Despite the activist stance he has adopted, Paswan must take the blame for being taciturn with the issue of price regulation of drugs. Soon after taking over he appeared to talk tough with the industry over the issue of drug price. The socialist politician seemed keen to implement measures to put in place price monitoring and regulation and sought industry cooperation. His initial enthusiasm soon waned, for reasons best known to him, and he now argues precisely the opposite of what he said a few months ago.

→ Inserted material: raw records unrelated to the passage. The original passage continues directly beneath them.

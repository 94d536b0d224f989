//! Response Module
//!
//! Turns a `SecurityReport` into an action under the active policy.
//!
//! ## Structure
//! - `types`: ResponseType, ResponsePolicy, DispatchOutcome
//! - `host`: HostController seam for process-level actions
//! - `scheduler`: delayed execution of process-ending actions
//! - `dispatcher`: randomized trigger, action selection, escalation counters

pub mod dispatcher;
pub mod host;
pub mod scheduler;
pub mod types;
#[cfg(test)]
pub(crate) mod testing;
#[cfg(test)]
mod tests;

pub use dispatcher::{trigger_probability, ResponseDispatcher};
pub use host::{HostActionError, HostController, ProcessHostController};
pub use scheduler::{draw_delay, TerminalAction, TerminalScheduler, ThreadScheduler};
pub use types::{
    DispatchOutcome, DispatchRecord, DispatchStats, PolicyError, ResponseCategory, ResponsePolicy,
    ResponseType,
};
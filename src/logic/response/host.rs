//! Host Controller
//!
//! The process-level side of a response. Everything that can end or restart
//! the process goes through this trait so it can be replaced in tests and by
//! hosts with their own lifecycle (e.g. a mobile runtime).

use std::process::Command;

use super::types::ResponseType;

#[derive(Debug, Clone, PartialEq, Eq, thiserror::Error)]
#[error("host action '{action}' failed: {reason}")]
pub struct HostActionError {
    pub action: &'static str,
    pub reason: String,
}

impl HostActionError {
    pub fn new(action: &'static str, reason: impl ToString) -> Self {
        Self {
            action,
            reason: reason.to_string(),
        }
    }
}

pub trait HostController: Send + Sync {
    /// Exit with `code`. Expected not to return.
    fn exit(&self, code: i32);

    /// Kill the current process without cleanup
    fn kill(&self);

    /// Crash the current process
    fn crash(&self);

    /// Start a fresh instance of the application
    fn relaunch(&self) -> Result<(), HostActionError>;

    /// Wipe application data owned by the host
    fn clear_data(&self) -> Result<(), HostActionError>;

    /// Whether this host can carry out `response`
    fn supports(&self, _response: ResponseType) -> bool {
        true
    }
}

/// Acts on the real current process
#[derive(Debug, Default)]
pub struct ProcessHostController;

impl ProcessHostController {
    pub fn new() -> Self {
        Self
    }
}

impl HostController for ProcessHostController {
    fn exit(&self, code: i32) {
        log::warn!("Exiting process (code {})", code);
        std::process::exit(code);
    }

    fn kill(&self) {
        let pid = std::process::id();
        log::warn!("Killing process {}", pid);
        let killed = Command::new("kill")
            .args(["-KILL", &pid.to_string()])
            .status()
            .map(|status| status.success())
            .unwrap_or(false);
        if !killed {
            std::process::abort();
        }
    }

    fn crash(&self) {
        log::warn!("Crashing process");
        std::process::abort();
    }

    fn relaunch(&self) -> Result<(), HostActionError> {
        let exe = std::env::current_exe().map_err(|e| HostActionError::new("relaunch", e))?;
        let args: Vec<String> = std::env::args().skip(1).collect();
        Command::new(&exe)
            .args(&args)
            .spawn()
            .map_err(|e| HostActionError::new("relaunch", e))?;
        log::info!("Relaunched {}", exe.display());
        Ok(())
    }

    fn clear_data(&self) -> Result<(), HostActionError> {
        // application data belongs to the host; only the engine state is wiped here
        Ok(())
    }

    fn supports(&self, response: ResponseType) -> bool {
        // no UI layer to render a fake screen
        response != ResponseType::FakeScreen
    }
}
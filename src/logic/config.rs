//! Engine Configuration
//!
//! Thresholds, scoring weights and runtime settings. Everything here can be
//! loaded from a JSON document or from `RASP_*` environment variables, and
//! every field falls back to the defaults in `constants.rs`.
//!
//! The scoring weights are empirically chosen constants. They are kept as
//! plain configuration so a host can recalibrate them without a rebuild.

use serde::{Deserialize, Serialize};
use std::collections::BTreeMap;
use std::path::PathBuf;
use std::time::Duration;

use crate::constants::{self, env_bool, env_list, env_string, env_u64};
use crate::logic::response::{ResponsePolicy, ResponseType};

// ============================================================================
// TIMING
// ============================================================================

/// Limits for a set of timed workload samples (all in nanoseconds)
#[derive(Debug, Clone, Copy, PartialEq, Serialize, Deserialize)]
#[serde(default)]
pub struct TimingThresholds {
    pub max_mean_ns: u64,
    pub max_stddev_ns: u64,
    /// A sample further than this many standard deviations from the mean is an outlier
    pub outlier_sigma: f64,
    /// Absolute deviation an outlier must also reach; 0 leaves the sigma rule alone
    pub outlier_min_deviation_ns: u64,
}

impl Default for TimingThresholds {
    fn default() -> Self {
        Self {
            max_mean_ns: 1_000_000,
            max_stddev_ns: 250_000,
            outlier_sigma: 3.0,
            outlier_min_deviation_ns: 0,
        }
    }
}

/// Single-stepping: every sample slower than `baseline_ns * slowdown_factor`
/// with a coefficient of variation below `max_variation`
#[derive(Debug, Clone, Copy, PartialEq, Serialize, Deserialize)]
#[serde(default)]
pub struct SingleStepConfig {
    pub baseline_ns: u64,
    pub slowdown_factor: f64,
    pub max_variation: f64,
}

impl Default for SingleStepConfig {
    fn default() -> Self {
        Self {
            baseline_ns: 20_000,
            slowdown_factor: 10.0,
            max_variation: 0.1,
        }
    }
}

// ============================================================================
// SCORING WEIGHTS
// ============================================================================

/// Weights of the scored emulator check
#[derive(Debug, Clone, Copy, PartialEq, Eq, Serialize, Deserialize)]
#[serde(default)]
pub struct EmulatorWeights {
    pub build_properties: u32,
    pub background_files: u32,
    pub properties: u32,
    pub network: u32,
    pub telephony: u32,
    pub cpu_info: u32,
    pub sensors: u32,
    /// Score at or above which the device is an emulator
    pub threshold: u32,
}

impl Default for EmulatorWeights {
    fn default() -> Self {
        Self {
            build_properties: 3,
            background_files: 3,
            properties: 2,
            network: 2,
            telephony: 2,
            cpu_info: 2,
            sensors: 1,
            threshold: 3,
        }
    }
}

/// Weights of the scored behavioral analysis
#[derive(Debug, Clone, Copy, PartialEq, Eq, Serialize, Deserialize)]
#[serde(default)]
pub struct BehaviorWeights {
    pub timing: u32,
    pub process: u32,
    pub ports: u32,
    pub single_step: u32,
    pub syscalls: u32,
    pub memory: u32,
    pub cpu: u32,
    /// Score at or above which behavior is suspicious
    pub threshold: u32,
}

impl Default for BehaviorWeights {
    fn default() -> Self {
        Self {
            timing: 3,
            process: 2,
            ports: 2,
            single_step: 4,
            syscalls: 3,
            memory: 1,
            cpu: 1,
            threshold: 4,
        }
    }
}

// ============================================================================
// DETECTION CONFIG
// ============================================================================

#[derive(Debug, Clone, PartialEq, Serialize, Deserialize)]
#[serde(default)]
pub struct DetectionConfig {
    /// Samples per timing analysis (10-20)
    pub timing_samples: usize,
    pub debugger_timing: TimingThresholds,
    pub behavior_timing: TimingThresholds,
    pub single_step: SingleStepConfig,
    /// Minimum seconds between two process-list scans (behavioral module)
    pub process_check_interval_secs: u64,
    /// Resident/virtual ratio below which memory looks instrumented
    pub min_resident_ratio: f64,
    pub max_virtual_kb: u64,
    /// User + kernel ticks above which CPU use looks instrumented
    pub max_cpu_ticks: u64,
    /// More writable+executable regions than this means tampering
    pub max_writable_exec_regions: usize,
    pub min_sensor_count: usize,
    /// Allowed signing certificate fingerprints (SHA-256 hex). Empty disables the check.
    pub expected_signatures: Vec<String>,
    /// Code segment name to expected SHA-256 hex. Empty disables the check.
    pub expected_segment_hashes: BTreeMap<String, String>,
    pub emulator_weights: EmulatorWeights,
    pub behavior_weights: BehaviorWeights,
}

impl Default for DetectionConfig {
    fn default() -> Self {
        Self {
            timing_samples: constants::DEFAULT_TIMING_SAMPLES,
            debugger_timing: TimingThresholds::default(),
            behavior_timing: TimingThresholds::default(),
            single_step: SingleStepConfig::default(),
            process_check_interval_secs: constants::DEFAULT_PROCESS_CHECK_INTERVAL.as_secs(),
            min_resident_ratio: 0.02,
            max_virtual_kb: 16 * 1024 * 1024 * 1024 / 1024,
            max_cpu_ticks: 100_000,
            max_writable_exec_regions: 5,
            min_sensor_count: 5,
            expected_signatures: Vec::new(),
            expected_segment_hashes: BTreeMap::new(),
            emulator_weights: EmulatorWeights::default(),
            behavior_weights: BehaviorWeights::default(),
        }
    }
}

impl DetectionConfig {
    pub fn process_check_interval(&self) -> Duration {
        Duration::from_secs(self.process_check_interval_secs)
    }
}

// ============================================================================
// MONITOR CONFIG
// ============================================================================

/// Jitter window of the continuous monitor (milliseconds, inclusive)
#[derive(Debug, Clone, Copy, PartialEq, Eq, Serialize, Deserialize)]
#[serde(default)]
pub struct MonitorConfig {
    pub min_interval_ms: u64,
    pub max_interval_ms: u64,
}

impl Default for MonitorConfig {
    fn default() -> Self {
        Self {
            min_interval_ms: constants::DEFAULT_MONITOR_MIN_SECS * 1000,
            max_interval_ms: constants::DEFAULT_MONITOR_MAX_SECS * 1000,
        }
    }
}

impl MonitorConfig {
    /// Bounds in ascending order
    pub fn bounds(&self) -> (Duration, Duration) {
        let lo = self.min_interval_ms.min(self.max_interval_ms);
        let hi = self.min_interval_ms.max(self.max_interval_ms);
        (Duration::from_millis(lo), Duration::from_millis(hi))
    }
}

// ============================================================================
// ENGINE CONFIG
// ============================================================================

#[derive(Debug, Clone, PartialEq, Serialize, Deserialize)]
#[serde(default)]
pub struct EngineConfig {
    pub detection: DetectionConfig,
    pub monitor: MonitorConfig,
    /// Policy active right after `init`
    pub response: ResponsePolicy,
    /// State file; `None` keeps the secure store in memory only
    pub state_path: Option<PathBuf>,
    /// Key material for the store; `None` derives a device-bound key
    pub state_key: Option<String>,
    /// Apply provider hardening once during `init`
    pub harden_process: bool,
    /// Seconds a threat type keeps counting towards the trigger probability
    pub recent_threat_window_secs: u64,
}

impl Default for EngineConfig {
    fn default() -> Self {
        Self {
            detection: DetectionConfig::default(),
            monitor: MonitorConfig::default(),
            response: ResponsePolicy::default(),
            state_path: None,
            state_key: None,
            harden_process: true,
            recent_threat_window_secs: constants::RECENT_THREAT_WINDOW_SECS,
        }
    }
}

impl EngineConfig {
    pub fn recent_threat_window(&self) -> Duration {
        Duration::from_secs(self.recent_threat_window_secs)
    }

    /// Load configuration from environment variables
    pub fn from_env() -> Self {
        let mut config = Self::default();

        if let Some(name) = env_string("RASP_RESPONSE_TYPE") {
            config.response.response_type = ResponseType::from_str(&name).unwrap_or_else(|| {
                log::warn!("Unknown RASP_RESPONSE_TYPE '{}', falling back to silent monitoring", name);
                ResponseType::SilentMonitor
            });
        }
        config.response.randomized_trigger =
            env_bool("RASP_RANDOMIZED_TRIGGER", config.response.randomized_trigger);

        config.monitor.min_interval_ms =
            env_u64("RASP_MONITOR_MIN_SECS", constants::DEFAULT_MONITOR_MIN_SECS) * 1000;
        config.monitor.max_interval_ms =
            env_u64("RASP_MONITOR_MAX_SECS", constants::DEFAULT_MONITOR_MAX_SECS) * 1000;

        config.state_path = env_string("RASP_STATE_PATH")
            .map(PathBuf::from)
            .or_else(default_state_path);
        config.state_key = env_string("RASP_STATE_KEY");
        config.harden_process = env_bool("RASP_HARDEN_PROCESS", config.harden_process);
        config.recent_threat_window_secs =
            env_u64("RASP_RECENT_THREAT_WINDOW_SECS", config.recent_threat_window_secs);
        config.detection.expected_signatures = env_list("RASP_EXPECTED_SIGNATURES");

        config
    }

    /// Parse a JSON document; missing fields take their defaults
    pub fn from_json_str(raw: &str) -> Result<Self, serde_json::Error> {
        serde_json::from_str(raw)
    }
}

/// `<local data dir>/rasp-core/state.json`
pub fn default_state_path() -> Option<PathBuf> {
    dirs::data_local_dir().map(|dir| {
        dir.join(constants::STATE_DIR_NAME)
            .join(constants::STATE_FILE_NAME)
    })
}

// ============================================================================
// TESTS
// ============================================================================

#[cfg(test)]
mod tests {
    use super::*;

    #[test]
    fn test_default_weights() {
        let emulator = EmulatorWeights::default();
        assert_eq!(emulator.build_properties, 3);
        assert_eq!(emulator.sensors, 1);
        assert_eq!(emulator.threshold, 3);

        let behavior = BehaviorWeights::default();
        assert_eq!(behavior.single_step, 4);
        assert_eq!(behavior.threshold, 4);
    }

    #[test]
    fn test_json_partial_override() {
        let config = EngineConfig::from_json_str(
            r#"{
                "detection": { "max_writable_exec_regions": 9, "behavior_weights": { "threshold": 6 } },
                "response": { "response_type": "DelayedExit", "randomized_trigger": true }
            }"#,
        )
        .unwrap();

        assert_eq!(config.detection.max_writable_exec_regions, 9);
        assert_eq!(config.detection.behavior_weights.threshold, 6);
        assert_eq!(config.detection.behavior_weights.timing, 3);
        assert_eq!(config.response.response_type, ResponseType::DelayedExit);
        assert!(config.response.randomized_trigger);
        assert_eq!(config.monitor, MonitorConfig::default());
        assert!(config.harden_process);
        assert_eq!(config.recent_threat_window(), Duration::from_secs(24 * 60 * 60));
    }

    #[test]
    fn test_outlier_rule_has_no_absolute_floor_by_default() {
        let thresholds = TimingThresholds::default();
        assert_eq!(thresholds.outlier_sigma, 3.0);
        assert_eq!(thresholds.outlier_min_deviation_ns, 0);
        assert_eq!(DetectionConfig::default().behavior_timing, thresholds);
    }

    #[test]
    fn test_monitor_bounds_are_ordered() {
        let monitor = MonitorConfig {
            min_interval_ms: 900,
            max_interval_ms: 100,
        };
        let (lo, hi) = monitor.bounds();
        assert_eq!(lo, Duration::from_millis(100));
        assert_eq!(hi, Duration::from_millis(900));
    }
}
//! API Module
//!
//! Public surface for host applications.
//!
//! Structure:
//! - engine.rs: `Engine` facade and `EngineError`
//! - engine_status.rs: serializable status snapshot
//!
//! Usage:
//! - `api::Engine::new(config)` then `init(provider, continuous)`

pub mod engine;
pub mod engine_status;

pub use engine::{validate_policy, Engine, EngineError};
pub use engine_status::EngineStatus;
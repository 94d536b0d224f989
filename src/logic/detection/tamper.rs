//! Tamper Detection
//!
//! - signing certificate against an allow-list (skipped when the list is empty)
//! - SHA-256 of named code segments against expected digests
//! - too many writable+executable memory regions
//! - the OS refusing to disable core dumps
//! - a software breakpoint at the start of a known-good function
//! - the dumpable hardening step failing at init

use sha2::{Digest, Sha256};
use std::collections::BTreeMap;

use super::{Detector, Findings};
use crate::logic::config::DetectionConfig;
use crate::logic::platform::{
    CodeArch, FunctionPrologue, HardeningReport, PlatformIntrospectionProvider, HARDEN_DUMPABLE,
};
use crate::logic::threat::{ThreatSignal, ThreatType};

pub struct TamperDetector {
    expected_signatures: Vec<String>,
    expected_segments: BTreeMap<String, String>,
    max_writable_exec_regions: usize,
    hardening_failure: Option<String>,
}

/// Lowercase hex without separators
fn normalize_fingerprint(raw: &str) -> String {
    raw.chars()
        .filter(|c| c.is_ascii_hexdigit())
        .map(|c| c.to_ascii_lowercase())
        .collect()
}

fn le_word(bytes: &[u8]) -> Option<u32> {
    let word: [u8; 4] = bytes.get(..4)?.try_into().ok()?;
    Some(u32::from_le_bytes(word))
}

/// Breakpoint instruction at the first byte/word of the prologue
pub fn breakpoint_at_entry(prologue: &FunctionPrologue) -> Option<&'static str> {
    match prologue.arch {
        CodeArch::X86 | CodeArch::X86_64 => (prologue.bytes.first() == Some(&0xCC)).then_some("INT3"),
        // BKPT #imm16
        CodeArch::Arm => le_word(&prologue.bytes)
            .filter(|w| w & 0xFFF0_00F0 == 0xE120_0070)
            .map(|_| "BKPT"),
        // BRK #imm16
        CodeArch::Aarch64 => le_word(&prologue.bytes)
            .filter(|w| w & 0xFFE0_001F == 0xD420_0000)
            .map(|_| "BRK"),
        CodeArch::Other => None,
    }
}

impl TamperDetector {
    pub fn new(config: &DetectionConfig) -> Self {
        Self {
            expected_signatures: config
                .expected_signatures
                .iter()
                .map(|s| normalize_fingerprint(s))
                .filter(|s| !s.is_empty())
                .collect(),
            expected_segments: config
                .expected_segment_hashes
                .iter()
                .map(|(name, digest)| (name.clone(), digest.trim().to_ascii_lowercase()))
                .collect(),
            max_writable_exec_regions: config.max_writable_exec_regions,
            hardening_failure: None,
        }
    }

    pub fn with_hardening(mut self, report: &HardeningReport) -> Self {
        self.hardening_failure = report
            .failure(HARDEN_DUMPABLE)
            .map(|step| format!("hardening step {} failed: {}", step.name, step.detail));
        self
    }

    fn check_signature(&self, provider: &dyn PlatformIntrospectionProvider, findings: &mut Findings) {
        if self.expected_signatures.is_empty() {
            return;
        }
        let Some(fingerprints) =
            findings.check("get_signing_fingerprints", provider.get_signing_fingerprints())
        else {
            return;
        };
        if fingerprints.is_empty() {
            findings.hit("binary carries no signing certificate");
            return;
        }
        let trusted = fingerprints
            .iter()
            .map(|f| normalize_fingerprint(f))
            .any(|f| self.expected_signatures.contains(&f));
        if !trusted {
            findings.hit("signing certificate not in allow-list");
        }
    }

    fn check_segments(&self, provider: &dyn PlatformIntrospectionProvider, findings: &mut Findings) {
        for (name, expected) in &self.expected_segments {
            if let Some(bytes) = findings.check("read_code_segment", provider.read_code_segment(name)) {
                let actual = hex::encode(Sha256::digest(&bytes));
                if &actual != expected {
                    findings.hit(format!("code segment '{}' hash mismatch", name));
                }
            }
        }
    }
}

impl Detector for TamperDetector {
    fn kind(&self) -> ThreatType {
        ThreatType::Tampering
    }

    fn evaluate(&self, provider: &dyn PlatformIntrospectionProvider) -> ThreatSignal {
        let mut findings = Findings::new(self.kind());

        self.check_signature(provider, &mut findings);
        self.check_segments(provider, &mut findings);

        if let Some(regions) = findings.check("list_memory_regions", provider.list_memory_regions()) {
            let rwx = regions.iter().filter(|r| r.is_writable_executable()).count();
            if rwx > self.max_writable_exec_regions {
                findings.hit(format!("{} writable+executable regions", rwx));
            }
        }

        if let Some(false) = findings.check("disable_core_dumps", provider.disable_core_dumps()) {
            findings.hit("core dumps could not be disabled");
        }

        if let Some(prologue) = findings.check("read_function_prologue", provider.read_function_prologue()) {
            if let Some(instruction) = breakpoint_at_entry(&prologue) {
                findings.hit(format!("{} breakpoint at function entry", instruction));
            }
        }

        if let Some(failure) = &self.hardening_failure {
            findings.hit(failure.clone());
        }

        findings.into_signal()
    }
}

#[cfg(test)]
mod tests {
    use super::*;
    use crate::logic::platform::{FakeProvider, HardeningStep, MemoryRegion};

    const CERT: &str = "AB:CD:EF:01:23:45:67:89";

    fn detector_with(f: impl FnOnce(&mut DetectionConfig)) -> TamperDetector {
        let mut config = DetectionConfig::default();
        f(&mut config);
        TamperDetector::new(&config)
    }

    #[test]
    fn test_clean_device() {
        let signal = detector_with(|_| {}).evaluate(&FakeProvider::clean());
        assert!(!signal.detected, "{:?}", signal.evidence);
    }

    #[test]
    fn test_signature_allow_list() {
        let detector = detector_with(|c| c.expected_signatures = vec![CERT.to_string()]);
        let provider = FakeProvider::clean();

        provider.update(|s| s.fingerprints = vec!["abcdef0123456789".to_string()]);
        assert!(!detector.evaluate(&provider).detected);

        provider.update(|s| s.fingerprints = vec!["ffff".to_string()]);
        assert!(detector.evaluate(&provider).detected);

        provider.update(|s| s.fingerprints.clear());
        assert!(detector.evaluate(&provider).detected);
    }

    #[test]
    fn test_segment_hash_mismatch() {
        let code = vec![0x90u8; 64];
        let digest = hex::encode(Sha256::digest(&code));
        let detector = detector_with(|c| {
            c.expected_segment_hashes.insert("text".to_string(), digest.to_uppercase());
        });
        let provider = FakeProvider::clean();
        provider.update(|s| {
            s.segments.insert("text".to_string(), code.clone());
        });
        assert!(!detector.evaluate(&provider).detected);

        provider.update(|s| {
            s.segments.get_mut("text").unwrap()[3] = 0xCC;
        });
        let signal = detector.evaluate(&provider);
        assert_eq!(signal.evidence.as_deref(), Some("code segment 'text' hash mismatch"));
    }

    #[test]
    fn test_rwx_region_threshold() {
        let provider = FakeProvider::clean();
        provider.update(|s| s.regions = vec![MemoryRegion::new("rwxp", None); 5]);
        assert!(!detector_with(|_| {}).evaluate(&provider).detected);

        provider.update(|s| s.regions.push(MemoryRegion::new("rwxp", None)));
        let signal = detector_with(|_| {}).evaluate(&provider);
        assert_eq!(signal.evidence.as_deref(), Some("6 writable+executable regions"));
    }

    #[test]
    fn test_core_dump_refusal() {
        let provider = FakeProvider::clean();
        provider.update(|s| s.core_dump_disable_fails = true);
        assert!(detector_with(|_| {}).evaluate(&provider).detected);
    }

    #[test]
    fn test_failed_dumpable_hardening_is_tamper() {
        let report = HardeningReport {
            steps: vec![HardeningStep::failed(HARDEN_DUMPABLE, "PR_SET_DUMPABLE failed: Invalid argument")],
        };
        let detector = detector_with(|_| {}).with_hardening(&report);
        let signal = detector.evaluate(&FakeProvider::clean());
        assert_eq!(
            signal.evidence.as_deref(),
            Some("hardening step prctl_dumpable failed: PR_SET_DUMPABLE failed: Invalid argument")
        );
    }

    #[test]
    fn test_failing_provider_is_not_tamper() {
        assert!(!detector_with(|_| {}).evaluate(&FakeProvider::failing()).detected);
    }

    #[test]
    fn test_breakpoint_patterns() {
        let x86 = FunctionPrologue { arch: CodeArch::X86_64, bytes: vec![0xCC, 0x55, 0x48] };
        assert_eq!(breakpoint_at_entry(&x86), Some("INT3"));

        let x86_clean = FunctionPrologue { arch: CodeArch::X86_64, bytes: vec![0x55, 0x48, 0x89, 0xE5] };
        assert_eq!(breakpoint_at_entry(&x86_clean), None);

        // BKPT #0 = 0xE1200070
        let arm = FunctionPrologue { arch: CodeArch::Arm, bytes: vec![0x70, 0x00, 0x20, 0xE1] };
        assert_eq!(breakpoint_at_entry(&arm), Some("BKPT"));

        // BRK #0 = 0xD4200000
        let a64 = FunctionPrologue { arch: CodeArch::Aarch64, bytes: vec![0x00, 0x00, 0x20, 0xD4] };
        assert_eq!(breakpoint_at_entry(&a64), Some("BRK"));

        let short = FunctionPrologue { arch: CodeArch::Aarch64, bytes: vec![0x00] };
        assert_eq!(breakpoint_at_entry(&short), None);
    }
}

The tough talking minister at a recent press conference said that the drug industry is beyond government's control. He argued that it is not possible for the government to cap trade margins because the industry does not reveal the cost of drug production. This is an insincere and unconvincing argument. Any drug making public sector CEO can tell him what it costs to produce drug. Even otherwise, he can take action based on the wide variation in prevailing market prices. The government seems unwilling to use drug licenses as an instrument for price negotiation in the absence of industry unwillingness to regulate itself. Talk of a new drug law is perceived by activists as yet another pretext for not taking any action. Paswan's idea of a sarkari drug bank is also far-fetched: which patient needing urgent medical care and attention will have time or the resources to travel to the district headquarter to fetch free medicine?


Complicit in the costly inaction is the health ministry, the Medical Council of India (MCI) and Indian Medical Association (IMA). The otherwise-voluble Health Minister Ambumani Ramadoss is conspicuously silent on the issue of medicines. The UPA Government's ambitious health plan has little meaning if cost of medicines escalates the downward spiral of poverty. The MCI and IMA have shied away from framing and regulating ethical prescription norms for doctors. No doctor has ever faced stricture for pushing drug brands and earning holidays abroad or expensive gifts from pharmaceuticals companies.